El gobierno de ojos a duermevela, recomienda hacer acopio de víveres y la Banca Mundial invertirá en la descarbonización, advirtiendo del desorbitado stock en los puertos mundiales. Del papel higiénico, no dicen nada. Quanon reclama a sus fantasmas del pasado, y frente a su ausencia, lo canjea por un concierto de los Rollings. Mientras aparecen en el horizonte las primeras nieves, La Naturaleza Encendida regresa a Madrid y también se desata la corriente subterránea de lucha por el poder, entre los remolinos difusos de la derecha. Se rumorea por las cloacas, que se lleva a cabo una red de espionaje para investigar a fondo el pasado de Ayuso. Ella, tiene prisa; Casado, no tanta. «El ruido no beneficia a nadie» irrumpe Feijóo, atemperando. Urkullu sospecha de Madrid y la acusa de “dumping fiscal”. El gobierno de coalición por su lado, supera su primer escollo parlamentario y aprueba los PPGGE. La regeneración del Mar Menor, supone otra batalla que ganar.

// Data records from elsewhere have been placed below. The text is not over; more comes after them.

use std::f32::consts::TAU;

use thiserror::Error;

use crate::net::wire::{DetectorInfo, Hits, PhotonBatch};

#[derive(Clone, Debug, Error, PartialEq, Eq)]
#[error("simulation failed: {0}")]
pub struct SimulationFailure(pub String);

/// The photon transport backend. Implementations own whatever device state
/// they need; a worker holds exactly one and never shares it.
pub trait Simulation {
    /// Propagates one batch of photons. A call may complete zero or more
    /// events; a synchronous request expects exactly one.
    fn simulate(
        &mut self,
        photons: &PhotonBatch,
    ) -> Result<Vec<Hits>, SimulationFailure>;

    /// Static geometry of the detector being simulated.
    fn detector(&self) -> &DetectorInfo;
}

/// Exercises the dispatch path without a transport backend: every photon is
/// detected, on channel `index % channels`, with its own direction,
/// polarization, wavelength, time and flags.
pub struct Loopback {
    detector: DetectorInfo,
}

impl Loopback {
    pub const RADIUS: f32 = 1000.0;

    /// A detector of `channels` type-0 channels spaced evenly on a ring.
    pub fn new(channels: usize) -> Self {
        let angle = |i: usize| TAU * i as f32 / channels as f32;
        let ring = |f: fn(f32) -> f32| -> Vec<f32> {
            (0..channels).map(|i| Self::RADIUS * f(angle(i))).collect()
        };
        Loopback {
            detector: DetectorInfo {
                x: ring(f32::cos),
                y: ring(f32::sin),
                z: vec![0.0; channels],
                channel_type: vec![0; channels],
            },
        }
    }
}

impl Simulation for Loopback {
    fn simulate(
        &mut self,
        photons: &PhotonBatch,
    ) -> Result<Vec<Hits>, SimulationFailure> {
        let channels = self.detector.channels();
        if channels == 0 {
            return Err(SimulationFailure("detector has no channels".into()));
        }
        Ok(vec![Hits {
            channel: (0..photons.len())
                .map(|i| (i % channels) as u32)
                .collect(),
            dir: photons.dir.clone(),
            pol: photons.pol.clone(),
            wavelength: photons.wavelength.clone(),
            time: photons.time.clone(),
            flags: photons.flags.clone(),
        }])
    }

    fn detector(&self) -> &DetectorInfo {
        &self.detector
    }
}

#[cfg(test)]
mod tests {
    use super::*;
    use crate::net::wire::tests::batch;

    #[test]
    fn loopback_detects_every_photon() {
        let mut sim = Loopback::new(4);
        let photons = batch(9, 6);
        let events = sim.simulate(&photons).unwrap();
        assert_eq!(events.len(), 1);
        assert_eq!(events[0].channel, vec![0, 1, 2, 3, 0, 1]);
        assert_eq!(events[0].time, photons.time);
        assert!(events[0].check().is_ok());
    }

    #[test]
    fn loopback_ring_geometry() {
        let sim = Loopback::new(4);
        let info = sim.detector();
        assert_eq!(info.channels(), 4);
        assert!((info.x[0] - Loopback::RADIUS).abs() < 1e-3);
        assert!((info.y[1] - Loopback::RADIUS).abs() < 1e-3);
    }

    #[test]
    fn empty_detector_fails() {
        let mut sim = Loopback::new(0);
        assert!(sim.simulate(&batch(1, 1)).is_err());
    }
}
use std::collections::VecDeque;

use hashbrown::HashMap;
use tokio::time::{Duration, Instant};
use tracing::{debug, warn};

use crate::net::Address;

struct Worker {
    expiry: Instant,
}

/// The live worker pool, ordered by how recently each worker became ready.
/// The least recently ready worker is at the front and is handed out first,
/// so load spreads round-robin while every worker is busy.
pub struct WorkerRegistry {
    workers: HashMap<Address, Worker>,
    order: VecDeque<Address>,
    liveness_window: Duration,
}

impl WorkerRegistry {
    pub fn new(liveness_window: Duration) -> Self {
        WorkerRegistry {
            workers: HashMap::new(),
            order: VecDeque::new(),
            liveness_window,
        }
    }

    /// Registers or refreshes a worker and moves it to the back of the queue.
    pub fn ready(&mut self, address: Address) {
        let expiry = Instant::now() + self.liveness_window;
        if self
            .workers
            .insert(address.clone(), Worker { expiry })
            .is_some()
        {
            self.order.retain(|queued| queued != &address);
        } else {
            debug!(worker = %address, "worker joined the pool");
        }
        self.order.push_back(address);
    }

    /// Evicts every worker whose expiry has passed. Returns how many went.
    pub fn purge(&mut self) -> usize {
        let now = Instant::now();
        let before = self.order.len();
        let workers = &mut self.workers;
        self.order.retain(|address| {
            let expired = workers.get(address).map_or(true, |w| now > w.expiry);
            if expired {
                warn!(worker = %address, "idle worker expired");
                workers.remove(address);
            }
            !expired
        });
        before - self.order.len()
    }

    /// Takes the least recently ready worker out of the pool.
    pub fn next(&mut self) -> Option<Address> {
        let address = self.order.pop_front()?;
        self.workers.remove(&address);
        Some(address)
    }

    pub fn len(&self) -> usize {
        self.order.len()
    }

    pub fn is_empty(&self) -> bool {
        self.order.is_empty()
    }

    pub fn contains(&self, address: &Address) -> bool {
        self.workers.contains_key(address)
    }

    /// Registered workers, least recently ready first.
    pub fn addresses(&self) -> impl Iterator<Item = &Address> {
        self.order.iter()
    }
}
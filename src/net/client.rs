use std::{net::SocketAddr, time::Duration};

use tokio::time::timeout;

use super::{
    endpoint::Dealer,
    error::Error,
    wire::{Request, Response, DELIMITER},
    Frames,
};

/// One-request-at-a-time client for a broker frontend or a direct-mode
/// worker. Requests go out behind an empty delimiter frame, which the
/// receiving side uses to tell the envelope from the body.
pub struct Client {
    dealer: Dealer,
    timeout: Duration,
}

impl Client {
    pub const DEFAULT_TIMEOUT: Duration = Duration::from_secs(30);

    pub async fn connect(remote: SocketAddr) -> Result<Self, Error> {
        Ok(Client {
            dealer: Dealer::connect(remote).await?,
            timeout: Self::DEFAULT_TIMEOUT,
        })
    }

    pub fn with_timeout(mut self, timeout: Duration) -> Self {
        self.timeout = timeout;
        self
    }

    /// Sends a request body and returns the reply body.
    pub async fn request_frames(
        &mut self,
        body: Frames,
    ) -> Result<Frames, Error> {
        let mut frames = Vec::with_capacity(body.len() + 1);
        frames.push(DELIMITER.to_vec());
        frames.extend(body);
        self.dealer.send(&frames).await?;

        let mut reply = timeout(self.timeout, self.dealer.recv())
            .await
            .map_err(|_| Error::Timeout)?
            .ok_or(Error::ConnectionClosed)?;
        if reply.first().map_or(false, |f| f.is_empty()) {
            reply.remove(0);
        }
        Ok(reply)
    }

    pub async fn request(
        &mut self,
        request: &Request,
    ) -> Result<Response, Error> {
        let reply = self.request_frames(request.encode()).await?;
        Response::decode(&reply)
    }
}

Como decía unas veintinueve líneas más atrás o quizá no tantas, era la fiesta del Instituto. El traje de faralaes me lo prestó Carmina Suárez, cuya familia era originaria de Jaén y poseía varios atuendos. Su parentela no quería perder sus raíces. Yo tenía el uso de razón justito. Me dejó también unos zapatos de tacón monísimos de su hermana pequeña: rojos salpicados de motas blancas. Llevábamos ensayando el baile sin trajes, un montón de tiempo. Lo considerábamos por cuenta propia, como lo que ahora se denominaría actividades extraescolares. Pero podíamos ganar puntos. Por entonces había muchísima competitividad. Baste señalar que por televisión emitían Cesta y Puntos. Resulta, que la monada de zapatos no eran de mi talla. Intenté calzármelos por todos los medios; pero no hubo manera. Y acabé bailando sevillanas con las botas pisamierdas (así las llamábamos por entonces y estaban de rabiosa actualidad, aunque ahora me parecen horribles); por falta de otro calzado, ni tiempo disponible para conseguir otro. Desde la altura de la tarima pude vislumbrar claramente, las risitas, miraditas y codazos. Lloré al final del número folclórico; mientras los más benévolos y generosos, tímidamente aplaudían. Me asaltaron terribles deseos suicidas. En ese instante, cobijé la idea de que la derrota estaría más presente en mi vida que el éxito. Y entonces fue, cuando empecé a vomitar palabras a escondidas.